The tweets have started to come:
Paula Abdul -- "My heart goes out to the family of Alexis Cohen. She showed great courage at 'Idol' and let's all send our prayers to her family now."
Ryan Seacrest -- "My thoughts are with the Cohen family. It is such a sad story. She auditioned for the producers for this season and then the terrible news."
Cohen's initial audition was not successful, and though the judges did not totally blow her off, suggesting even that she might find some happiness in a 60's cover band, Simon Cowell implied that she was a Willem Dafoe-lookalike (referencing his "Green Goblin" character from Spider Man) after she left the room. She also went off on the judges, in a tirade that seemed in part somewhat embroidered and in part natural - frighteningly so.
At the time of her first American Idol audition, Alexis Cohen lived in a studio apartment with her mother and a couple of cats, occupying about 300 square feet. You could tell where the motivation came from. I don't know that this is an appropriate place to launch into a speech about the price some people will pay for fame, because as far as any of us knows, that had nothing at all to do with Cohen's tragic death.

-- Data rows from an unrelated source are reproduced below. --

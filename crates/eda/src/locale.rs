use std::collections::BTreeMap;

/// The locale key under which the default (untranslated) name is stored.
pub const DEFAULT_LOCALE: &str = "";

/// Names of a library element, by locale.
///
/// Serialized as a plain map, the default name uses the empty locale key, e.g.
/// `{ "": "Resistor", "de_DE": "Widerstand" }`.
#[derive(Debug, Clone, Default, PartialEq, Eq, serde::Serialize, serde::Deserialize)]
#[serde(transparent)]
pub struct LocalizedNameMap(BTreeMap<String, String>);

impl LocalizedNameMap {
    pub fn new(default_name: &str) -> Self {
        let mut names = BTreeMap::new();
        names.insert(DEFAULT_LOCALE.to_string(), default_name.to_string());
        Self(names)
    }

    pub fn with_name(mut self, locale: &str, name: &str) -> Self {
        self.0.insert(locale.to_string(), name.to_string());
        self
    }

    /// The name for the first locale of `locale_order` that has one, otherwise the default name.
    ///
    /// Returns an empty string when there is no default name either.
    pub fn value(&self, locale_order: &[String]) -> &str {
        locale_order.iter()
            .find_map(|locale| self.0.get(locale))
            .or_else(|| self.0.get(DEFAULT_LOCALE))
            .map(String::as_str)
            .unwrap_or_default()
    }
}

However, I can certainly tell you that last year's American Idol-related tragedy had nearly EVERYTHING to do with it.
Paula Goodspeed, who was consumed by dreams of stardom and obsessed with Paula Abdul, used all of that, hidden not a bit, to get on the show, and while the producers were all too willing because it made for "good TV," it resulted in a bad ending. She was utterly without talent, but not without the determination to make a mark. After being booted, she said "It's not over."
It wasn't.
She stalked Abdul, sending messages, making phone calls and paying uninvited visits to Abdul, drawing the attention of the stalkers' unit at the police department. She was later found dead of an overdose in her car, parked right near Abdul's home in Sherman Oaks, CA. She had sent Abdul flowers the day before her suicide.
Whether Alexis Cohen's quirkiness came with the specific intent of penetrating the viral mechanisms that bring about pop culture notoriety is something I don't know enough about, because I don't watch a lot of American Idol. Unfortunately, she will never be able to wax philosophically about it.
But judging from some of the online tributes and vigils I'm seeing, she's unquestionably had her "celebrity" revived, in the only way it is possible for so many people.
Yes, that's tragic in and of itself, but that's the way ersatz show business (i.e., reality culture as we know it) usually plays itself out.
She was never going to get there one way, so she got there another way.
Again though, for about fifteen minutes. After that, everyone will simply switch channels.